At the same time, filling an official position gives a natural person the additional character of an artificial person, exercising rights on behalf of the group, and subject to duties adhering to him or her not as an individual, but as the delegated agent of the group. The individual as an individual remains a natural person with natural rights, regardless of his or her official position. At the same time, as a member of a group that has been vested with powers by the group, the governor is also an artificial person with only those rights that the group has delegated to the governor as an agent of the group.

The question then becomes, Why form groups in the first place? The answer is that, because man is by nature a political animal, it is natural to do things politically, that is, in an organized group that, at the same time that it is engaged in social action, respects the individual rights of every member of the group.

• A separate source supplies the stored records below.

//! Adaptive distraction scheduler.
//!
//! Owns the live tuning values, the performance windows and the popup RNG.
//! Every method takes the current session time so the caller decides what
//! "now" is; nothing here sleeps.

use crate::metrics::{InteractionKind, PerformanceMetrics};
use crate::popup::{random_lifetime, random_position, PopupCatalogue, PopupReply};
use focustuin_core::{DistractionConfig, FocusQuery, LifeQuery, PopupCategory, PopupNotice};
use rand::rngs::StdRng;
use rand::{Rng, SeedableRng};
use serde::Serialize;
use std::time::Duration;

/// No popup interval is ever computed from a minimum below this.
pub const ABSOLUTE_MIN_POPUP_INTERVAL_MS: f64 = 1_000.0;
pub const MIN_INTENSITY: f64 = 0.1;
pub const MAX_INTENSITY: f64 = 5.0;

/// Session length over which the session multiplier ramps from 1 to 2.
const SESSION_RAMP_MS: f64 = 300_000.0;
/// Chance that a popup still gets through while overwhelmed.
const OVERWHELMED_PASS_CHANCE: f64 = 0.3;
const MAX_DIFFICULTY: f64 = 5.0;
const COGNITIVE_DEBT_PER_POPUP: u32 = 10;
const COGNITIVE_DEBT_PER_CONTROL_CLICK: u32 = 25;
/// Expired popups nobody dismissed are forgotten after this long.
const STALE_POPUP_GRACE_MS: u64 = 60_000;

/// Every factor that went into one popup delay.
#[derive(Debug, Clone, Copy, PartialEq, Serialize)]
pub struct IntervalPlan {
    pub difficulty_multiplier: f64,
    pub session_multiplier: f64,
    pub focus_multiplier: f64,
    pub interaction_multiplier: f64,
    /// Effective minimum interval the plan started from.
    pub baseline_ms: f64,
    pub optimal_ms: f64,
    /// `optimal / master / popup * difficulty`, before bounding.
    pub final_ms: f64,
    /// `final_ms`, raised to the floor when it undercuts it.
    pub safe_ms: f64,
    pub jitter_ms: f64,
}

impl IntervalPlan {
    /// `baseline_ms * difficulty_multiplier`; `safe_ms` never drops below it.
    pub fn floor_ms(&self) -> f64 {
        self.baseline_ms * self.difficulty_multiplier
    }

    pub fn delay_ms(&self) -> u64 {
        (self.safe_ms + self.jitter_ms).round().max(0.0) as u64
    }

    pub fn delay(&self) -> Duration {
        Duration::from_millis(self.delay_ms())
    }
}

#[derive(Debug, Clone, Copy, PartialEq, Eq, Serialize)]
#[serde(rename_all = "snake_case")]
pub enum BlockReason {
    /// The session is stopped or the visitor is dead.
    Inactive,
    Dead,
    FocusTooShort,
    TooManyPopups,
    /// Overwhelmed, and the 30% pass roll failed.
    Overwhelmed,
}

#[derive(Debug, Clone, Copy, PartialEq, Eq, Serialize)]
pub enum PopupDecision {
    Show,
    Blocked(BlockReason),
}

impl PopupDecision {
    pub fn is_show(&self) -> bool {
        matches!(self, PopupDecision::Show)
    }
}

#[derive(Debug, Clone, PartialEq, Serialize)]
pub struct InteractionOutcome {
    pub reply: Option<PopupReply>,
    /// Difficulty level when the interaction escalated the session.
    pub escalation: Option<f64>,
    pub attention_debt: u32,
}

#[derive(Debug, Clone, Copy, PartialEq, Serialize)]
pub struct SurveillanceReading {
    pub difficulty: f64,
    pub focus_seconds: f64,
    pub cognitive_harvest: f64,
}

#[derive(Debug, Clone, Copy)]
struct VisiblePopup {
    id: u64,
    expires_at: u64,
}

pub struct DistractionScheduler {
    /// Tuning as configured, restored on reset.
    base_config: DistractionConfig,
    /// Live tuning the balance logic scales in place.
    config: DistractionConfig,
    catalogue: PopupCatalogue,
    metrics: PerformanceMetrics,
    rng: StdRng,
    session_started_at: u64,
    active: bool,
    overwhelmed: bool,
    attention_debt: u32,
    cognitive_harvest: f64,
    visible: Vec<VisiblePopup>,
    next_popup_id: u64,
}

impl DistractionScheduler {
    /// Build from config; a preset in the config is applied here.
    pub fn new(config: &DistractionConfig, seed: u64, now: u64) -> Self {
        let resolved = config.resolved();
        Self {
            catalogue: PopupCatalogue::new(&resolved.message_weights),
            base_config: resolved.clone(),
            config: resolved,
            metrics: PerformanceMetrics::new(),
            rng: StdRng::seed_from_u64(seed),
            session_started_at: now,
            active: true,
            overwhelmed: false,
            attention_debt: 0,
            cognitive_harvest: 0.0,
            visible: Vec::new(),
            next_popup_id: 1,
        }
    }

    // ------------------------------------------------------------------
    // Effective values
    // ------------------------------------------------------------------

    /// Master intensity as used by the interval formula.
    pub fn effective_master(&self) -> f64 {
        clamp_intensity(self.config.intensity.master)
    }

    pub fn effective_popup_intensity(&self) -> f64 {
        clamp_intensity(self.config.intensity.popup)
    }

    pub fn effective_min_interval_ms(&self) -> f64 {
        let raw = self.config.timing.popup_min_interval_ms;
        if raw.is_finite() {
            raw.max(ABSOLUTE_MIN_POPUP_INTERVAL_MS)
        } else {
            ABSOLUTE_MIN_POPUP_INTERVAL_MS
        }
    }

    // ------------------------------------------------------------------
    // Interval computation
    // ------------------------------------------------------------------

    /// Shorter intervals the longer the current streak runs.
    pub fn difficulty_multiplier(focus_seconds: f64) -> f64 {
        (1.0 - 0.05 * focus_seconds).max(0.1)
    }

    /// Plan the delay until the next popup attempt.
    pub fn plan_next(&mut self, focus: &dyn FocusQuery, now: u64) -> IntervalPlan {
        let focus_ms = focus.current_focus_duration_ms(now);
        let session_ms = now.saturating_sub(self.session_started_at);
        let jitter_max = self.config.timing.popup_jitter_ms;
        let jitter = if jitter_max.is_finite() && jitter_max > 0.0 {
            self.rng.gen_range(0.0..jitter_max)
        } else {
            0.0
        };
        let plan = self.compute_plan(focus_ms, session_ms, jitter);
        tracing::debug!(
            "Next popup in {}ms (safe {:.0}ms, difficulty x{:.2})",
            plan.delay_ms(),
            plan.safe_ms,
            plan.difficulty_multiplier
        );
        plan
    }

    /// Deterministic part of [`plan_next`](Self::plan_next).
    pub fn compute_plan(&self, focus_ms: u64, session_ms: u64, jitter_ms: f64) -> IntervalPlan {
        let baseline = self.effective_min_interval_ms();
        let difficulty = Self::difficulty_multiplier(focus_ms as f64 / 1000.0);

        let session_multiplier = (1.0 + session_ms as f64 / SESSION_RAMP_MS).min(2.0);
        let focus_multiplier = match self.metrics.average_focus_seconds() {
            Some(avg) if avg > 10.0 => 0.8,
            _ => 1.0,
        };
        let interaction_multiplier = if self.metrics.interaction_count() > 5 {
            0.9
        } else {
            1.0
        };

        let optimal = (baseline * session_multiplier * focus_multiplier * interaction_multiplier)
            .max(baseline * 0.5);
        let final_ms =
            optimal / self.effective_master() / self.effective_popup_intensity() * difficulty;

        let safe_ms = final_ms.max(baseline * difficulty);

        IntervalPlan {
            difficulty_multiplier: difficulty,
            session_multiplier,
            focus_multiplier,
            interaction_multiplier,
            baseline_ms: baseline,
            optimal_ms: optimal,
            final_ms,
            safe_ms,
            jitter_ms,
        }
    }

    // ------------------------------------------------------------------
    // Popups
    // ------------------------------------------------------------------

    pub fn should_show_popup(
        &mut self,
        focus: &dyn FocusQuery,
        lives: &dyn LifeQuery,
        now: u64,
    ) -> PopupDecision {
        if !self.active {
            return PopupDecision::Blocked(BlockReason::Inactive);
        }
        if lives.is_dead() {
            return PopupDecision::Blocked(BlockReason::Dead);
        }

        let since_focus = now.saturating_sub(
            focus
                .last_focus_started_at()
                .unwrap_or(self.session_started_at),
        );
        if since_focus < self.config.balance.min_focus_time_for_distractions_ms {
            return PopupDecision::Blocked(BlockReason::FocusTooShort);
        }

        let cap = self.config.balance.max_simultaneous_popups;
        if cap > 0 && self.visible_popups(now) >= cap {
            return PopupDecision::Blocked(BlockReason::TooManyPopups);
        }

        if self.overwhelmed && self.rng.gen::<f64>() >= OVERWHELMED_PASS_CHANCE {
            return PopupDecision::Blocked(BlockReason::Overwhelmed);
        }
        PopupDecision::Show
    }

    /// Draw and register a popup. Call after the gate said [`PopupDecision::Show`].
    pub fn fire_popup(&mut self, now: u64) -> PopupNotice {
        let category = self.catalogue.pick_category(&mut self.rng);
        if category == PopupCategory::CognitiveDebt {
            self.attention_debt += COGNITIVE_DEBT_PER_POPUP;
        }
        let (title, body) = PopupCatalogue::compose(category, self.attention_debt);
        let lifetime_ms = random_lifetime(
            &mut self.rng,
            self.config.timing.popup_lifetime_min_ms,
            self.config.timing.popup_lifetime_max_ms,
        );

        let id = self.next_popup_id;
        self.next_popup_id += 1;
        self.visible
            .retain(|p| p.expires_at + STALE_POPUP_GRACE_MS > now);
        self.visible.push(VisiblePopup {
            id,
            expires_at: now + lifetime_ms,
        });
        self.metrics.record_event(now);

        tracing::info!("Popup #{} fired: {:?} for {}ms", id, category, lifetime_ms);
        PopupNotice {
            id,
            category,
            screen_position_percent: random_position(&mut self.rng),
            lifetime_ms,
            title,
            body,
        }
    }

    /// Gate and fire in one step.
    pub fn try_fire(
        &mut self,
        focus: &dyn FocusQuery,
        lives: &dyn LifeQuery,
        now: u64,
    ) -> Option<PopupNotice> {
        match self.should_show_popup(focus, lives, now) {
            PopupDecision::Show => Some(self.fire_popup(now)),
            PopupDecision::Blocked(reason) => {
                tracing::debug!("Popup suppressed: {:?}", reason);
                None
            }
        }
    }

    /// Remove a popup; returns false if it was already gone.
    pub fn dismiss_popup(&mut self, id: u64) -> bool {
        let before = self.visible.len();
        self.visible.retain(|p| p.id != id);
        self.visible.len() != before
    }

    /// Popups whose lifetime has not run out at `now`.
    pub fn visible_popups(&self, now: u64) -> usize {
        self.visible.iter().filter(|p| p.expires_at > now).count()
    }

    // ------------------------------------------------------------------
    // Reactions
    // ------------------------------------------------------------------

    /// Escalate after the visitor lost a life.
    pub fn on_life_lost(&mut self) {
        let intensity = &mut self.config.intensity;
        if self.config.balance.reduce_on_life_loss {
            intensity.master *= 1.05;
        } else {
            intensity.master *= 1.2;
            intensity.popup *= 1.1;
        }
        tracing::info!(
            "Escalated after life loss: master {:.3}, popup {:.3}",
            intensity.master,
            intensity.popup
        );
    }

    /// Focus was confirmed at `distance` px from center.
    pub fn record_focus_entered(&mut self, distance: f64) {
        self.metrics
            .record_focus_quality((1.0 - distance / 100.0).max(0.0));
    }

    /// Focus was lost after a streak of `streak_ms`.
    pub fn record_focus_exited(&mut self, streak_ms: u64) {
        self.metrics.record_focus_quality(0.0);
        self.metrics.record_focus_streak(streak_ms as f64 / 1000.0);
    }

    pub fn record_interaction(&mut self, kind: InteractionKind, now: u64) -> InteractionOutcome {
        self.metrics.record_interaction(kind.clone(), now);

        let (reply, escalation) = match &kind {
            InteractionKind::PopupClick { category } => {
                (PopupCatalogue::click_reply(*category, &mut self.rng), None)
            }
            InteractionKind::PseudoControl { label } => {
                self.attention_debt += COGNITIVE_DEBT_PER_CONTROL_CLICK;
                let difficulty =
                    (1.0 + self.session_minutes(now) * 0.3).min(MAX_DIFFICULTY);
                tracing::info!(
                    "Control button '{}' pressed, debt now {}",
                    label,
                    self.attention_debt
                );
                (
                    Some(PopupCatalogue::control_reply(label, &mut self.rng)),
                    Some(difficulty),
                )
            }
        };

        InteractionOutcome {
            reply,
            escalation,
            attention_debt: self.attention_debt,
        }
    }

    /// Advance the surveillance counters by one update.
    pub fn surveillance_tick(&mut self, focus: &dyn FocusQuery, now: u64) -> SurveillanceReading {
        self.cognitive_harvest += self.rng.gen::<f64>() * 0.5 + self.session_minutes(now) * 0.1;
        let focus_seconds = focus.current_focus_duration_ms(now) as f64 / 1000.0;
        SurveillanceReading {
            difficulty: (1.0 + focus_seconds * 0.1).min(MAX_DIFFICULTY),
            focus_seconds,
            cognitive_harvest: self.cognitive_harvest,
        }
    }

    fn session_minutes(&self, now: u64) -> f64 {
        now.saturating_sub(self.session_started_at) as f64 / 60_000.0
    }

    // ------------------------------------------------------------------
    // Lifecycle & accessors
    // ------------------------------------------------------------------

    /// Stop firing; the gate blocks until [`reset`](Self::reset).
    pub fn deactivate(&mut self) {
        self.active = false;
        self.visible.clear();
    }

    pub fn is_active(&self) -> bool {
        self.active
    }

    /// Back to the configured tuning with empty windows.
    pub fn reset(&mut self, now: u64) {
        self.config = self.base_config.clone();
        self.metrics.reset();
        self.session_started_at = now;
        self.active = true;
        self.overwhelmed = false;
        self.attention_debt = 0;
        self.cognitive_harvest = 0.0;
        self.visible.clear();
    }

    pub fn config(&self) -> &DistractionConfig {
        &self.config
    }

    pub(crate) fn config_mut(&mut self) -> &mut DistractionConfig {
        &mut self.config
    }

    pub fn metrics(&self) -> &PerformanceMetrics {
        &self.metrics
    }

    pub(crate) fn metrics_mut(&mut self) -> &mut PerformanceMetrics {
        &mut self.metrics
    }

    pub fn is_overwhelmed(&self) -> bool {
        self.overwhelmed
    }

    pub(crate) fn set_overwhelmed(&mut self, overwhelmed: bool) {
        self.overwhelmed = overwhelmed;
    }

    pub fn attention_debt(&self) -> u32 {
        self.attention_debt
    }

    pub fn cognitive_harvest(&self) -> f64 {
        self.cognitive_harvest
    }

    pub fn session_started_at(&self) -> u64 {
        self.session_started_at
    }
}

fn clamp_intensity(raw: f64) -> f64 {
    if raw.is_finite() {
        raw.clamp(MIN_INTENSITY, MAX_INTENSITY)
    } else {
        1.0
    }
}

Individual people thus ordinarily organize in free association with others of their kind in order to satisfy their wants and needs, whether the purely material, or the highest spiritual.

At one time, this political nature of humanity was realized most fully in the United States. As Alexis de Tocqueville observed,

"Americans of all ages, all conditions, and all dispositions, constantly form associations. They have not only commercial and manufacturing companies, in which all take part, but associations of a thousand other kinds — religious, moral, serious, futile, extensive, or restricted, enormous or diminutive. The Americans make associations to give entertainments, to found establishments for education, to build inns, to construct churches, to diffuse books, to send missionaries to the antipodes; and in this manner they found hospitals, prisons, and schools. If it be proposed to advance some truth, or to foster some feeling by the encouragement of a great example, they form a society. Wherever, at the head of some new undertaking, you see the government in France, or a man of rank in England, in the United States you will be sure to find an association. I met with several kinds of associations in America, of which I confess I had no previous notion; and I have often admired the extreme skill with which the inhabitants of the United States succeed in proposing a common object to the exertions of a great many men, and in getting them voluntarily to pursue it. I have since travelled over England, whence the Americans have taken some of their laws and many of their customs; and it seemed to me that the principle of association was by no means so constantly or so adroitly used in that country. The English often perform great things singly; whereas the Americans form associations for the smallest undertakings. It is evident that the former people consider association as a powerful means of action, but the latter seem to regard it as the only means they have of acting." (Alexis de Tocqueville, "Of The Use Which The Americans Make Of Public Associations In Civil Life" Democracy in America, Volume II, 1840.)

The bottom line is that any group, from the family on up to the most powerful Nation-State, only exists ultimately to serve the needs of individuals, and to provide an environment within which it is ordinarily possible for the average individual to develop more fully as a human being. Thus we say that the State is made for man, not man for the State.

Sometimes the needs of the State or of the common good require an extraordinary sacrifice from some citizens. This, however, can only be justified if the sacrifice in no way violates those persons' inherent, natural rights, and if the sacrifice is required to preserve the common good. It is never justifiable to sacrifice an innocent person or violate his or her rights, even to obtain the greatest perceived good for any individual or group.